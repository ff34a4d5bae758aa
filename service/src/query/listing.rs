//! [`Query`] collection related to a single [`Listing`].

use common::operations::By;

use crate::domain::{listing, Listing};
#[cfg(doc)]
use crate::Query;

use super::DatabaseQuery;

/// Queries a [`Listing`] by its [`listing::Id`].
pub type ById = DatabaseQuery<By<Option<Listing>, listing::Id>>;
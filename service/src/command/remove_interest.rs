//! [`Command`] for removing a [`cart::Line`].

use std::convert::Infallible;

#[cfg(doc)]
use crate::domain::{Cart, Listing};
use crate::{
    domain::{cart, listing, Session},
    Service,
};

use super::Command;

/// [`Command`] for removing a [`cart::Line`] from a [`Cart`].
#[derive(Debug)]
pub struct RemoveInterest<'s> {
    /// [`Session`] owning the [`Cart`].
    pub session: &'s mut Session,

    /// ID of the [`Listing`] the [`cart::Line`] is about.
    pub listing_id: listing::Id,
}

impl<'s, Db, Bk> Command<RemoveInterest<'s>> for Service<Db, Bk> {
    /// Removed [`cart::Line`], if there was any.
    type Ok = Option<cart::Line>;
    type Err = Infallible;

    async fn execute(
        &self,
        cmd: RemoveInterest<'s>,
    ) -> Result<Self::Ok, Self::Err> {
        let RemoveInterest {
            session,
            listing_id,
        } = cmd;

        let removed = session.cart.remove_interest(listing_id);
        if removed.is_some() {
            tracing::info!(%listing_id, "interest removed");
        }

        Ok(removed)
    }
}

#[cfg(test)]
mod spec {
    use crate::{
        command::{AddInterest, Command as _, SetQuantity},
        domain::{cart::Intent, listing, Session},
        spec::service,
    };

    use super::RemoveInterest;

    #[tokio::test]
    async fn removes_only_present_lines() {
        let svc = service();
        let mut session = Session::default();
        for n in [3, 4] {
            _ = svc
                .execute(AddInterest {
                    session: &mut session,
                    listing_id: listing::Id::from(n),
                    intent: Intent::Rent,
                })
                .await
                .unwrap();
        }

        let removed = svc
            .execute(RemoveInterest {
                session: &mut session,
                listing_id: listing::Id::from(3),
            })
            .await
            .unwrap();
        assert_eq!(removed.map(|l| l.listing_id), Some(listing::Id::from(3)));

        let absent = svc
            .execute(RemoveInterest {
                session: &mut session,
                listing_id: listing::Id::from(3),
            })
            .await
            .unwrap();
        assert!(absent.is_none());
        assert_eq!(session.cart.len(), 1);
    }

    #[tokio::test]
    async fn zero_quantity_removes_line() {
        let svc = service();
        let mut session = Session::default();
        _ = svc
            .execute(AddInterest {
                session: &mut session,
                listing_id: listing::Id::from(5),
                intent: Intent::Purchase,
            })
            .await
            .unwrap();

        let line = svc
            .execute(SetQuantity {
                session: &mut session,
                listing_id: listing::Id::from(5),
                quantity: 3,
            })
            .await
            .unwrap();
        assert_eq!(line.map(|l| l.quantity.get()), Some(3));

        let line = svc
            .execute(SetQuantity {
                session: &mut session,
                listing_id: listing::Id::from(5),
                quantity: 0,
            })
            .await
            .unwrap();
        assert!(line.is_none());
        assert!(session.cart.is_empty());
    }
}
============
Of all the lines in the data above, show only those that hold the word "domain".

▶ **ANSWER TO THE EXERCISE**:
use crate::domain::{listing, Listing};
use crate::domain::{Cart, Listing};
    domain::{cart, listing, Session},
        domain::{cart::Intent, listing, Session},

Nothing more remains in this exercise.